If you aren't sleeping as well as you have in the past, know that you are not alone. If you are experiencing insomnia, remember that one way to overcome it is by learning how to regulate emotions and thoughts. Here's a blog entry that you might find useful: https://www.sleepwellblog.org/post/calm-your-thoughts-to-fall-asleep
As we transition into menopause, women also have a tendency to gain weight because of hormonal changes as well as changes in lifestyle that are often associated with ageing. For instance, people are less physically active in general. This weight gain increases the likelihood of developing obstructive sleep apnea (OSA). If so, this means that when you are sleeping, your throat muscles relax and your airway becomes blocked, making breathing difficult. When you stop breathing (this is called an apnea), the drop in oxygen will cause you to awaken long enough to clear your airway and breathe once again. Unfortunately, this process will go on to repeat itself throughout the night.
Imagine what this does to sleep quality.
In fact, sleep apnea is a serious condition that leads to fragmented sleep and is related to high blood pressure and type 2 diabetes. Some signs of sleep apnea include snoring and daytime fatigue. If you suspect that you have sleep apnea, please consultant your physician.
What can you do to lessen your chances of developing sleep apnea?
Make sure to eat well and exercise. Sleeping on your side also helps.
Hot Flashes and Night Sweats
Although not all of us will experience hot flashes, many women will. It often begins suddenly when an intense warmth is felt on the face, neck, and chest. Needless to say, if you experience a hot flash while sleeping, the night sweats that accompany it will be uncomfortable and may cause you to wake up. It's not uncommon to notice that your bed sheets are soaked in perspiration. Nice (not).
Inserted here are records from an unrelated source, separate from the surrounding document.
//! Logging and signature-store configuration

use serde::Deserialize;
use std::path::PathBuf;

// ─────────────────────────────────────────────────────────────────────────────
// Logging
// ─────────────────────────────────────────────────────────────────────────────

/// Log verbosity, lowest to highest severity floor.
#[derive(Debug, Clone, Copy, PartialEq, Eq, Default, Deserialize)]
#[serde(rename_all = "lowercase")]
pub enum LogLevel {
    Debug,
    #[default]
    Info,
    Warn,
    Error,
}

impl LogLevel {
    pub fn as_str(&self) -> &'static str {
        match self {
            Self::Debug => "debug",
            Self::Info => "info",
            Self::Warn => "warn",
            Self::Error => "error",
        }
    }
}

/// Logging configuration.
#[derive(Debug, Clone, Default)]
pub struct LoggingConfig {
    pub level: LogLevel,

    /// Structured log sink. Defaults to `<state_dir>/cc-glm.jsonl` when unset.
    pub file: Option<PathBuf>,
}

/// `[logging]` section as written in the config file.
#[derive(Debug, Deserialize, Default)]
pub(crate) struct FileLogging {
    pub level: Option<LogLevel>,
    pub file: Option<PathBuf>,
}

impl LoggingConfig {
    pub(crate) fn from_file(file: Option<FileLogging>) -> Self {
        let file = file.unwrap_or_default();
        Self {
            level: file.level.unwrap_or_default(),
            file: file.file,
        }
    }
}

// ─────────────────────────────────────────────────────────────────────────────
// Signature store
// ─────────────────────────────────────────────────────────────────────────────

const DEFAULT_SIGNATURE_STORE_SIZE: usize = 1000;
const MAX_SIGNATURE_STORE_SIZE: usize = 100_000;

/// Capacity of the thinking-signature LRU.
#[derive(Debug, Clone, Copy)]
pub struct SignatureStoreConfig {
    pub max_size: usize,
}

impl Default for SignatureStoreConfig {
    fn default() -> Self {
        Self {
            max_size: DEFAULT_SIGNATURE_STORE_SIZE,
        }
    }
}

/// `[signature_store]` section as written in the config file.
#[derive(Debug, Deserialize, Default)]
pub(crate) struct FileSignatureStore {
    pub max_size: Option<i64>,
}

impl SignatureStoreConfig {
    /// Out-of-range, zero, or negative values fall back to the default
    /// rather than erroring; a misconfigured cache size should not stop
    /// the proxy.
    pub(crate) fn from_file(file: Option<FileSignatureStore>) -> Self {
        let requested = file.and_then(|f| f.max_size);
        let max_size = match requested {
            Some(n) if n >= 1 && n <= MAX_SIGNATURE_STORE_SIZE as i64 => n as usize,
            Some(_) => DEFAULT_SIGNATURE_STORE_SIZE,
            None => DEFAULT_SIGNATURE_STORE_SIZE,
        };
        Self { max_size }
    }
}

#[cfg(test)]
mod tests {
    use super::*;

    #[test]
    fn signature_store_rejects_out_of_range_sizes() {
        for bad in [0i64, -5, 100_001, i64::MAX] {
            let c = SignatureStoreConfig::from_file(Some(FileSignatureStore {
                max_size: Some(bad),
            }));
            assert_eq!(c.max_size, 1000, "size {} should fall back", bad);
        }
    }

    #[test]
    fn signature_store_accepts_valid_sizes() {
        let c = SignatureStoreConfig::from_file(Some(FileSignatureStore { max_size: Some(50) }));
        assert_eq!(c.max_size, 50);
    }

    #[test]
    fn log_level_deserializes_lowercase() {
        #[derive(serde::Deserialize)]
        struct Wrapper {
            level: LogLevel,
        }
        let w: Wrapper = toml::from_str("level = \"warn\"").unwrap();
        assert_eq!(w.level, LogLevel::Warn);
    }
}
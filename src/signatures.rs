//! Bounded LRU of thinking-block signatures
//!
//! Upstream anthropic stamps an opaque `signature` on every thinking block it
//! emits and verifies that signature when the block is echoed back on a later
//! turn. Recording the signatures we have seen lets the request sanitizer
//! tell anthropic-origin thinking blocks (keep verbatim, the signature must
//! survive) apart from zai-origin ones (convert before anthropic sees them).
//!
//! The store is shared by every in-flight request; a single mutex guards the
//! map and is held only across the O(log n) promotion/eviction. `has` is a
//! mutating read (a hit promotes the entry), so there is no read-only path.

use std::collections::{BTreeMap, HashMap};
use std::sync::Mutex;

const DEFAULT_MAX_SIZE: usize = 1000;

struct Inner {
    /// signature -> access sequence number
    by_signature: HashMap<String, u64>,
    /// access sequence number -> signature; lowest key is least-recent
    by_sequence: BTreeMap<u64, String>,
    next_sequence: u64,
}

impl Inner {
    fn touch(&mut self, signature: &str) -> bool {
        let Some(seq) = self.by_signature.get(signature).copied() else {
            return false;
        };
        // Delete-then-insert moves the entry to the most-recent end.
        self.by_sequence.remove(&seq);
        let seq = self.next_sequence;
        self.next_sequence += 1;
        self.by_sequence.insert(seq, signature.to_string());
        self.by_signature.insert(signature.to_string(), seq);
        true
    }
}

/// Access-order LRU of signature strings.
pub struct SignatureStore {
    max_size: usize,
    inner: Mutex<Inner>,
}

impl SignatureStore {
    /// Create a store with the given capacity. Zero falls back to the
    /// default; range validation beyond that happens at the config boundary.
    pub fn new(max_size: usize) -> Self {
        let max_size = if max_size == 0 {
            DEFAULT_MAX_SIZE
        } else {
            max_size
        };
        Self {
            max_size,
            inner: Mutex::new(Inner {
                by_signature: HashMap::new(),
                by_sequence: BTreeMap::new(),
                next_sequence: 0,
            }),
        }
    }

    /// Record a signature. An existing signature is promoted to most-recent;
    /// a new one evicts the least-recent entry when at capacity. Empty
    /// strings are ignored.
    pub fn add(&self, signature: &str) {
        if signature.is_empty() {
            return;
        }
        let mut inner = self.inner.lock().unwrap();
        if inner.touch(signature) {
            return;
        }
        if inner.by_signature.len() >= self.max_size {
            let oldest = inner.by_sequence.keys().next().copied();
            if let Some(oldest) = oldest {
                if let Some(evicted) = inner.by_sequence.remove(&oldest) {
                    inner.by_signature.remove(&evicted);
                }
            }
        }
        let seq = inner.next_sequence;
        inner.next_sequence += 1;
        inner.by_sequence.insert(seq, signature.to_string());
        inner.by_signature.insert(signature.to_string(), seq);
    }

    /// Membership test. A hit promotes the entry to most-recent.
    pub fn has(&self, signature: &str) -> bool {
        if signature.is_empty() {
            return false;
        }
        self.inner.lock().unwrap().touch(signature)
    }

    pub fn len(&self) -> usize {
        self.inner.lock().unwrap().by_signature.len()
    }

    pub fn is_empty(&self) -> bool {
        self.len() == 0
    }

    pub fn clear(&self) {
        let mut inner = self.inner.lock().unwrap();
        inner.by_signature.clear();
        inner.by_sequence.clear();
    }

    /// Snapshot of retained signatures, least-recent first. Diagnostic only.
    pub fn all(&self) -> Vec<String> {
        let inner = self.inner.lock().unwrap();
        inner.by_sequence.values().cloned().collect()
    }

    pub fn max_size(&self) -> usize {
        self.max_size
    }
}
Because of issues with hormone replacement therapy, you may want to know what other methods you can use to deal with hot flashes. One is to make sure that you avoid triggers like stress, wearing tight nightclothes, using heavy blankets, sleeping in warm rooms, and eating spicy food. A change in diet and lifestyle can help. Eating soy (and I would suggest finding one that is non-GMO to avoid glyphosate...just an aside since I also coach on healthy eating) may help with hot flashes.
So, just to recap, here are some tips to consider as some of us begin the transition into menopause:
Eat healthy foods, especially phytoestrogen-rich foods
Get physically active
Make sure that you practice sleep hygiene, making sure that your sleep environment is cool and that you are wearing loose and comfortable nightclothes
Sleep on your side
Keep stress at bay
I hope this entry provides you with some helpful tips. I am sure that some of you may have insights to share with us as well.